The new colonel read the precious
document across his horse’s mane, and then he
was going to put one of the epaulets on his right shoulder,
bare at present: but he reflected.
“No; she should make him a colonel
with her own dear hand. He put them in his pocket.
He would not even look at them till she had seen them.
Oh, how happy he was not only to come back to her alive,
but to come back to her honored.”
His wound smarted, his limbs ached,
but no pain past or present could lay hold of his
mind. In his great joy he remembered past suffering
and felt present pain yet smiled. Only
every now and then he pined for wings to shorten the
weary road.
He was walking his horse quietly,
drooping a little over his saddle, when another officer
well mounted came after him and passed him at a hand
gallop with one hasty glance at his uniform, and went
tearing on like one riding for his life.
“Don’t I know that face?” said Dujardin.
He cudgelled his memory, and at last
he remembered it was the face of an old comrade.

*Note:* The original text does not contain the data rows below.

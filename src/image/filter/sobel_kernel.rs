extern crate nalgebra as na;

use na::DMatrix;
use crate::Float;
use super::kernel::Kernel;

/// One separable factor of a Sobel operator. The derivative factor runs along the
/// differentiation axis, the smoothing factor across it.
pub struct SobelKernel {
    kernel: DMatrix<Float>
}

impl SobelKernel {

    pub fn derivative(aperture_size: usize) -> SobelKernel {
        let coefficients = match aperture_size {
            1 => vec![-1.0,0.0,1.0],
            k => binomial_kernel(k, 1)
        };
        SobelKernel {
            kernel: DMatrix::from_vec(1,coefficients.len(),coefficients)
        }
    }

    pub fn smoothing(aperture_size: usize) -> SobelKernel {
        let coefficients = match aperture_size {
            1 => vec![1.0],
            k => binomial_kernel(k, 0)
        };
        SobelKernel {
            kernel: DMatrix::from_vec(1,coefficients.len(),coefficients)
        }
    }
}

impl Kernel for SobelKernel {
    fn kernel(&self) -> &DMatrix<Float> {
        &self.kernel
    }

    fn step(&self) -> usize {
        1
    }

    fn normalizing_constant(&self) -> Float {
        1.0
    }
}

/// Builds the length `size` kernel of derivative `order` by repeated summing (smoothing)
/// followed by repeated differencing of the unit impulse.
fn binomial_kernel(size: usize, order: usize) -> Vec<Float> {
    assert!(size > order, "kernel of size {} cannot carry a derivative of order {}", size, order);
    let mut kernel = vec![0i64; size+1];
    kernel[0] = 1;

    for _ in 0..(size - order - 1) {
        let mut old = kernel[0];
        for j in 1..=size {
            let new = kernel[j] + kernel[j-1];
            kernel[j-1] = old;
            old = new;
        }
    }

    for _ in 0..order {
        let mut old = -kernel[0];
        for j in 1..=size {
            let new = kernel[j-1] - kernel[j];
            kernel[j-1] = old;
            old = new;
        }
    }

    kernel.truncate(size);
    kernel.into_iter().map(|v| v as Float).collect()
}
extern crate image as image_rs;

use image_rs::{RgbImage, Rgb};
use super::put_pixel_clipped;

pub const GLYPH_WIDTH: isize = 3;
pub const GLYPH_HEIGHT: isize = 5;
const GLYPH_SPACING: isize = 1;

// 3x5 bitmaps, one row per entry, most significant of the three bits is the left column
fn glyph(c: char) -> Option<[u8; 5]> {
    match c {
        '0' => Some([0b111, 0b101, 0b101, 0b101, 0b111]),
        '1' => Some([0b010, 0b110, 0b010, 0b010, 0b111]),
        '2' => Some([0b111, 0b001, 0b111, 0b100, 0b111]),
        '3' => Some([0b111, 0b001, 0b111, 0b001, 0b111]),
        '4' => Some([0b101, 0b101, 0b111, 0b001, 0b001]),
        '5' => Some([0b111, 0b100, 0b111, 0b001, 0b111]),
        '6' => Some([0b111, 0b100, 0b111, 0b101, 0b111]),
        '7' => Some([0b111, 0b001, 0b010, 0b010, 0b010]),
        '8' => Some([0b111, 0b101, 0b111, 0b101, 0b111]),
        '9' => Some([0b111, 0b101, 0b111, 0b001, 0b111]),
        '.' => Some([0b000, 0b000, 0b000, 0b000, 0b010]),
        '-' => Some([0b000, 0b000, 0b111, 0b000, 0b000]),
        _ => None
    }
}

/// Draws text with its bottom-left corner at (x, baseline). Unknown characters advance without drawing.
/// Returns the x coordinate after the last glyph.
pub fn draw_text(image: &mut RgbImage, text: &str, x: isize, baseline: isize, color: Rgb<u8>) -> isize {
    let top = baseline - GLYPH_HEIGHT + 1;
    let mut cursor = x;
    for c in text.chars() {
        if let Some(rows) = glyph(c) {
            for (dy, row) in rows.iter().enumerate() {
                for dx in 0..GLYPH_WIDTH {
                    if row & (1 << (GLYPH_WIDTH - 1 - dx)) != 0 {
                        put_pixel_clipped(image, cursor + dx, top + dy as isize, color);
                    }
                }
            }
        }
        cursor += GLYPH_WIDTH + GLYPH_SPACING;
    }
    cursor
}
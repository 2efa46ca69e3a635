use crate::Float;


/// Uniform histogram over [0, range). Measurements outside the range are ignored.
#[derive(Debug,Clone)]
pub struct Histogram {
    pub range: Float,
    pub bins: Vec<Float>
}

impl Histogram {

    pub fn new(bin_len: usize, range: Float) -> Histogram {
        Histogram{
            range,
            bins: vec![0.0;bin_len]
        }
    }

    /// Zeroes the bins and adjusts their count.
    pub fn reset(&mut self, bin_len: usize) -> () {
        self.bins.clear();
        self.bins.resize(bin_len, 0.0);
    }

    pub fn bin_range(&self) -> Float {
        self.range/(self.bins.len() as Float)
    }

    pub fn value_to_index(&self, value: Float) -> Option<usize> {
        if self.bins.is_empty() || !(value >= 0.0 && value < self.range) {
            return None;
        }
        let index = (value/self.bin_range()).floor() as usize;
        Some(index.min(self.bins.len()-1))
    }

    /// Returns false when the value fell outside the histogram.
    pub fn add_measurement(&mut self, value: Float, weight: Float) -> bool {
        match self.value_to_index(value) {
            Some(index) => {
                self.bins[index] += weight;
                true
            },
            None => false
        }
    }
}
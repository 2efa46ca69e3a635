extern crate image as image_rs;
extern crate hog;

use std::env;
use std::path::Path;
use color_eyre::eyre::{Result,eyre};
use log::info;

use hog::{HogCalculator,HogDescriptor,load_hog_parameters};
use hog::descriptor::hog_parameters::HogParameters;
use hog::image::{Image,mask::{mask_from_non_zero_rgb,find_bounding_box,crop_mask}};
use hog::visualize::{render_hog_over,plot::draw_descriptor_graph};

// usage: render_hog <image> [parameters.yaml]
fn main() -> Result<()> {
    color_eyre::install()?;
    env_logger::init();

    let args = env::args().collect::<Vec<String>>();
    let image_path = args.get(1).ok_or_else(|| eyre!("usage: render_hog <image> [parameters.yaml]"))?;
    let parameters = match args.get(2) {
        Some(conf) => load_hog_parameters(Path::new(conf))?,
        None => HogParameters::default()
    };
    let image_out_folder = "output";

    let in_image = image_rs::open(Path::new(image_path))?.to_rgb8();

    // every non-black pixel is relevant, the region of interest is the box around them
    let image_mask = mask_from_non_zero_rgb(&in_image);
    let roi_box = find_bounding_box(&image_mask, 0);
    info!("region of interest {:?}", roi_box);

    let roi_image = Image::from_rgb_image(&in_image, false).crop(&roi_box);
    let roi_mask = crop_mask(&image_mask, &roi_box);

    let mut hog_desc = HogDescriptor::new(parameters.rows, parameters.cols, parameters.bins);
    let mut hog_calc = HogCalculator::with_parameters(parameters.gradient);
    hog_calc.calc_hog(&roi_image, &roi_mask, &mut hog_desc)?;

    let background = image_rs::DynamicImage::ImageLuma8(roi_image.to_image());
    let mut out_image = image_rs::RgbImage::new(0, 0);
    render_hog_over(&background, &hog_desc, &mut out_image);

    std::fs::create_dir_all(image_out_folder)?;
    out_image.save(format!("{}/hog_{}.png", image_out_folder, parameters))?;
    draw_descriptor_graph(&hog_desc, image_out_folder, &format!("hog_graph_{}.png", parameters))?;
    println!("{}", serde_yaml::to_string(&hog_desc)?);

    Ok(())
}
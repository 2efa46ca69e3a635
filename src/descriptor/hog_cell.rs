use std::ops::MulAssign;
use crate::Float;

/// Sums below this are treated as a cell without any gradient evidence.
pub const NOISE_FLOOR: Float = 1e-8;

/// Read access shared by both cell views.
pub trait CellBins {
    fn bins(&self) -> &[Float];

    fn num_bins(&self) -> usize {
        self.bins().len()
    }

    fn bin(&self, bin_no: usize) -> Float {
        self.bins()[bin_no]
    }

    fn sum(&self) -> Float {
        self.bins().iter().sum()
    }

    fn is_zero(&self) -> bool {
        self.sum() < NOISE_FLOOR
    }

    /// Index of the largest bin. Ties go to the lowest index, an empty cell yields 0.
    fn max_bin_index(&self) -> usize {
        let bins = self.bins();
        if bins.is_empty() {
            return 0;
        }

        let mut max_idx = 0;
        let mut max = bins[0];
        for (i, &v) in bins.iter().enumerate().skip(1) {
            if v > max {
                max_idx = i;
                max = v;
            }
        }
        max_idx
    }
}

/// Read only histogram of one descriptor cell. Borrows the descriptor storage.
#[derive(Debug,Clone,Copy)]
pub struct HogCell<'a> {
    bins: &'a [Float]
}

impl<'a> HogCell<'a> {
    pub fn new(bins: &'a [Float]) -> HogCell<'a> {
        HogCell{bins}
    }

    pub fn iter(&self) -> std::slice::Iter<'a, Float> {
        self.bins.iter()
    }
}

impl<'a> CellBins for HogCell<'a> {
    fn bins(&self) -> &[Float] {
        self.bins
    }
}

/// Mutable histogram of one descriptor cell. The bin count is that of the borrowed slice and never changes.
#[derive(Debug)]
pub struct HogCellMut<'a> {
    bins: &'a mut [Float]
}

impl<'a> HogCellMut<'a> {
    pub fn new(bins: &'a mut [Float]) -> HogCellMut<'a> {
        HogCellMut{bins}
    }

    pub fn as_cell(&self) -> HogCell<'_> {
        HogCell::new(&self.bins[..])
    }

    pub fn bin_mut(&mut self, bin_no: usize) -> &mut Float {
        &mut self.bins[bin_no]
    }

    pub fn zero(&mut self) -> () {
        for v in self.bins.iter_mut() {
            *v = 0.0;
        }
    }

    pub fn scale(&mut self, k: Float) -> () {
        for v in self.bins.iter_mut() {
            *v *= k;
        }
    }

    /// L1 normalization. Cells below the noise floor are zeroed instead.
    pub fn normalize(&mut self) -> () {
        let sum = self.sum();
        if sum < NOISE_FLOOR {
            self.zero();
        } else {
            self.scale(1.0/sum);
        }
    }

    /// Overwrites the bins. The source must hold exactly num_bins values.
    pub fn load_from<T: Copy + Into<Float>>(&mut self, bin_data: &[T]) -> () {
        assert_eq!(bin_data.len(), self.bins.len(), "cell has {} bins but was given {} values", self.bins.len(), bin_data.len());
        for (target, &source) in self.bins.iter_mut().zip(bin_data.iter()) {
            *target = source.into();
        }
    }
}

impl<'a> CellBins for HogCellMut<'a> {
    fn bins(&self) -> &[Float] {
        &self.bins[..]
    }
}

impl<'a> MulAssign<Float> for HogCellMut<'a> {
    fn mul_assign(&mut self, k: Float) {
        self.scale(k);
    }
}
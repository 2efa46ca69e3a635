pub mod point;
pub mod line;
pub mod rect;
use image::{GrayImage, RgbImage, Rgb, Luma};

use hog::Rect;
use hog::image::mask::{mask_from_non_zero, mask_from_non_zero_rgb, crop_mask, find_bounding_boxes, prune_small_boxes, bounding_box_of, find_bounding_box, MASK_ON};

fn two_blobs() -> GrayImage {
    let mut mask = GrayImage::new(20, 10);
    for y in 1..4 {
        for x in 2..6 {
            mask.put_pixel(x, y, Luma([7]));
        }
    }
    // diagonal neighbours belong to the same region
    mask.put_pixel(12, 6, Luma([1]));
    mask.put_pixel(13, 7, Luma([1]));
    mask
}

#[test]
fn regions_are_boxed_in_scan_order() {
    let boxes = find_bounding_boxes(&two_blobs());
    assert_eq!(boxes, vec![Rect::new(2, 1, 4, 3), Rect::new(12, 6, 2, 2)]);
}

#[test]
fn small_regions_are_pruned() {
    let boxes = find_bounding_boxes(&two_blobs());
    assert_eq!(prune_small_boxes(&boxes, 5), vec![Rect::new(2, 1, 4, 3)]);
    assert_eq!(find_bounding_box(&two_blobs(), 5), Rect::new(2, 1, 4, 3));
}

#[test]
fn union_of_regions() {
    assert_eq!(find_bounding_box(&two_blobs(), 0), Rect::new(2, 1, 12, 7));
    assert!(bounding_box_of(&Vec::new()).is_empty());
    assert!(find_bounding_box(&GrayImage::new(5, 5), 0).is_empty());
}

#[test]
fn non_zero_pixels_become_mask() {
    let mask = mask_from_non_zero(&two_blobs());
    assert_eq!(mask.get_pixel(2, 1)[0], MASK_ON);
    assert_eq!(mask.get_pixel(13, 7)[0], MASK_ON);
    assert_eq!(mask.get_pixel(0, 0)[0], 0);

    let mut rgb = RgbImage::new(3, 1);
    rgb.put_pixel(1, 0, Rgb([0, 0, 3]));
    let mask = mask_from_non_zero_rgb(&rgb);
    assert_eq!(mask.get_pixel(0, 0)[0], 0);
    assert_eq!(mask.get_pixel(1, 0)[0], MASK_ON);
}

#[test]
fn crop_is_clipped() {
    let cropped = crop_mask(&two_blobs(), &Rect::new(10, 5, 30, 30));
    assert_eq!(cropped.dimensions(), (10, 5));
    assert_eq!(cropped.get_pixel(2, 1)[0], 1);
}
use serde::{Serialize, Deserialize};

/// Axis aligned pixel rectangle. Covers columns [x, x+width) and rows [y, y+height).
#[derive(Debug,Clone,Copy,PartialEq,Eq,Default,Serialize,Deserialize)]
pub struct Rect {
    pub x: usize,
    pub y: usize,
    pub width: usize,
    pub height: usize
}

impl Rect {
    pub fn new(x: usize, y: usize, width: usize, height: usize) -> Rect {
        Rect{x,y,width,height}
    }

    pub fn from_size(width: usize, height: usize) -> Rect {
        Rect{x: 0, y: 0, width, height}
    }

    pub fn area(&self) -> usize {
        self.width*self.height
    }

    pub fn is_empty(&self) -> bool {
        self.width == 0 || self.height == 0
    }

    pub fn right(&self) -> usize {
        self.x + self.width
    }

    pub fn bottom(&self) -> usize {
        self.y + self.height
    }

    /// Smallest rectangle containing both. An empty rectangle acts as the identity.
    pub fn union(&self, other: &Rect) -> Rect {
        if self.is_empty() {
            return *other;
        }
        if other.is_empty() {
            return *self;
        }
        let x = self.x.min(other.x);
        let y = self.y.min(other.y);
        Rect::new(x, y, self.right().max(other.right()) - x, self.bottom().max(other.bottom()) - y)
    }

    pub fn clip(&self, width: usize, height: usize) -> Rect {
        let x = self.x.min(width);
        let y = self.y.min(height);
        Rect::new(x, y, self.right().min(width) - x, self.bottom().min(height) - y)
    }
}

At least it strongly reminded him of one Jean Raynal
who had saved his life in the Arno, when they were
lieutenants together.
Yes, it was certainly Raynal, only
bronzed by service in some hot country.
“Ah!” thought Camille;
“I suppose I am more changed than he is; for
he certainly did not recognize me at all. Now
I wonder what that fellow has been doing all this
time. What a hurry he was in! a moment more and
I should have hailed him. Perhaps I may fall in
with him at the next town.”
He touched his horse with the spur,
and cantered gently on, for trotting shook him more
than he could bear. Even when he cantered he had
to press his hand against his bosom, and often with
the motion a bitterer pang than usual came and forced
the water from his eyes; and then he smiled.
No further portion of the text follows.